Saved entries
☆ ☆ ☆ ☆ ☆

//! Virtual filesystem
//!
//! Presents files and directories on top of a flat object key space.

pub mod archive;
pub mod classifier;
pub mod enumerator;
pub mod mover;
pub mod operations;
pub mod paths;
pub mod results;
pub mod search;

pub use operations::StorageService;
pub use paths::normalize_path;
pub use results::{Download, ResourceDescriptor, ResourceKind, UploadFile};
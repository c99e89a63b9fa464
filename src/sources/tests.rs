use super::{DirectoryPageSource, FetchError, HttpPageSource, PageSource};

use std::fs;

use anyhow::Result;
use tempfile::TempDir;

#[tokio::test]
async fn test_directory_source_reads_numbered_pages() -> Result<()> {
    let directory = TempDir::new()?;
    fs::write(directory.path().join("1.json"), r#"{
        "totalCount": 2,
        "page": 1,
        "transactions": [
            {"Date": "2013-12-22", "Ledger": "Phone & Internet Expense", "Amount": "-110.71", "Company": "SHAW CABLESYSTEMS CALGARY AB"},
            {"Date": "2013-12-21", "Ledger": "Travel Expense, Nonlocal", "Amount": -8.1, "Company": "BLACK TOP CABS VANCOUVER BC"}
        ]
    }"#)?;

    let source = DirectoryPageSource::new(directory.path());
    let page = source.fetch_page(1).await?;

    assert_eq!(page.total_count, Some(2));
    assert_eq!(page.transactions.len(), 2);

    Ok(())
}

#[tokio::test]
async fn test_directory_source_reports_missing_page() -> Result<()> {
    let directory = TempDir::new()?;
    let source = DirectoryPageSource::new(directory.path());

    assert!(matches!(source.fetch_page(7).await, Err(FetchError::NotFound { page: 7 })));

    Ok(())
}

#[tokio::test]
async fn test_directory_source_reports_undecodable_page() -> Result<()> {
    let directory = TempDir::new()?;
    fs::write(directory.path().join("1.json"), "<html>Service Unavailable</html>")?;

    let source = DirectoryPageSource::new(directory.path());

    assert!(matches!(source.fetch_page(1).await, Err(FetchError::Decode { page: 1, .. })));

    Ok(())
}

#[tokio::test]
async fn test_later_pages_may_omit_total_count() -> Result<()> {
    let directory = TempDir::new()?;
    fs::write(directory.path().join("2.json"), r#"{"page": 2, "transactions": []}"#)?;

    let page = DirectoryPageSource::new(directory.path()).fetch_page(2).await?;

    assert_eq!(page.total_count, None);
    assert!(page.transactions.is_empty());

    Ok(())
}

#[test]
fn test_http_source_builds_page_urls() {
    let source = HttpPageSource::new("http://resttest.bench.co/transactions/");

    assert_eq!(source.page_url(3), "http://resttest.bench.co/transactions/3.json");
}
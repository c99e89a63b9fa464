mod directory;
mod errors;
mod http;
#[cfg(test)]
mod tests;

use std::future::Future;

use serde::Deserialize;
use serde_json::Value;

pub use directory::DirectoryPageSource;
pub use errors::FetchError;
pub use http::HttpPageSource;

/// One page of a paginated transaction listing.
#[derive(Debug, Clone, Default, Deserialize)]
#[serde(rename_all = "camelCase")]
pub struct Page {
    /// Authoritative only on page 1.
    pub total_count: Option<u64>,
    #[serde(default)]
    pub transactions: Vec<Value>
}

/// Anything that can hand out pages by 1-based index.
///
/// Records are kept as raw JSON so that a malformed record fails on its own
/// instead of failing the whole page.
pub trait PageSource: Send + Sync {
    fn fetch_page(&self, index: u32) -> impl Future<Output = Result<Page, FetchError>> + Send;
}
use thiserror::Error;

use crate::types::MonetaryError;

/// A raw record that could not be turned into a `Transaction`.
///
/// Never fatal to a retrieval run: the record is counted as seen, logged and skipped.
#[derive(Debug, Error)]
pub enum ParseError {
    #[error("Record is missing required field [{field}]")]
    MissingField {
        field: &'static str
    },
    #[error("Record has an unparsable date [{value}], expected YYYY-MM-DD")]
    InvalidDate {
        value: String
    },
    #[error("Record has an unparsable amount [{value}]: {source}")]
    InvalidAmount {
        value: String,
        #[source]
        source: MonetaryError
    },
    #[error("Record is malformed: {0}")]
    Malformed(#[from] serde_json::Error)
}

impl ParseError {
    pub fn missing_field(field: &'static str) -> Self {
        Self::MissingField { field }
    }

    pub fn invalid_date(value: &str) -> Self {
        Self::InvalidDate { value: value.to_string() }
    }

    pub fn invalid_amount(value: &str, source: MonetaryError) -> Self {
        Self::InvalidAmount { value: value.to_string(), source }
    }
}
mod account_actor;

pub use account_actor::AccountActor;
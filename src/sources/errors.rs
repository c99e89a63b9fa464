use thiserror::Error;

#[derive(Debug, Error)]
pub enum FetchError {
    #[error("Page [{page}] does not exist")]
    NotFound {
        page: u32
    },
    #[error("Page [{page}] request failed with status [{status}]")]
    Status {
        page: u32,
        status: u16
    },
    #[error("Page [{page}] request failed: {source}")]
    Transport {
        page: u32,
        #[source]
        source: reqwest::Error
    },
    #[error("Page [{page}] could not be read: {source}")]
    Io {
        page: u32,
        #[source]
        source: std::io::Error
    },
    #[error("Page [{page}] is not a valid page payload: {source}")]
    Decode {
        page: u32,
        #[source]
        source: serde_json::Error
    },
    #[error("Page [{page}] timed out")]
    Timeout {
        page: u32
    }
}
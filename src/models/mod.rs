mod account;
mod errors;
#[cfg(test)]
mod tests;
mod transaction;

pub use account::Account;
pub use errors::ParseError;
pub use transaction::Transaction;

/// Result of offering a transaction to an account.
#[derive(Debug, Clone, Copy, Eq, PartialEq)]
pub enum Admission {
    Accepted,
    Rejected(Rejection)
}

/// Why a transaction landed in the rejected bucket. These are data outcomes, not faults.
#[derive(Debug, Clone, Copy, Eq, PartialEq)]
pub enum Rejection {
    /// The embedded amount in the company field disagreed with the record amount.
    Invalid,
    /// An accepted transaction with the same identity already exists.
    Duplicate,
    /// Accepting the amount would overflow the running balance.
    Overflow
}
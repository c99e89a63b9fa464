mod errors;
mod monetary;

pub use errors::MonetaryError;
pub use monetary::Monetary;
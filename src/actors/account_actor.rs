use std::sync::Arc;

use tokio::spawn;
use tokio::sync::mpsc;
use tokio::task::{JoinError, JoinHandle};
use tracing::{debug, warn};

use crate::models::{Account, Admission, Transaction};
use crate::storage::Storage;

/// Owns one account for the duration of a run.
///
/// Every `add_transaction` for the account happens on the actor's task, so the
/// dedup scan, balance update and index update form a single critical section.
pub struct AccountActor {
    sender: mpsc::UnboundedSender<Transaction>,
    handle: JoinHandle<()>
}

impl AccountActor {
    /// Spawns a new actor, hydrating the account from storage if it already exists.
    pub fn new<S: Storage>(name: String, storage: Arc<S>) -> Self {
        let (sender, mut receiver) = mpsc::unbounded_channel::<Transaction>();

        let handle = spawn(async move {
            let mut account = storage.load(&name)
                .unwrap_or_else(|| Account::new(name.clone()));

            while let Some(transaction) = receiver.recv().await {
                let date = transaction.date();
                let amount = transaction.amount();
                let ledger = transaction.raw_ledger_text().to_string();

                match account.add_transaction(transaction) {
                    Admission::Accepted => {
                        debug!("Transaction [{date}]:[{amount}]:[{ledger}] for account [{name}] accepted");
                    },
                    Admission::Rejected(reason) => {
                        warn!("Transaction [{date}]:[{amount}]:[{ledger}] for account [{name}] rejected as {reason:?}");
                    }
                }
            }

            storage.save(&name, account);
        });

        Self { sender, handle }
    }

    /// Queues a transaction. Returns `false` if the actor has already stopped.
    pub fn accept(&self, transaction: Transaction) -> bool {
        self.sender.send(transaction).is_ok()
    }

    /// Closes the queue and waits until every queued transaction is applied and the
    /// account is back in storage.
    pub async fn despawn(self) -> Result<(), JoinError> {
        drop(self.sender);
        self.handle.await
    }
}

☆ ☆ ☆ ☆ ☆

ACTIVITY
Write the number of data lines with "exists", nothing else.

OUTPUT FOR THIS TASK
2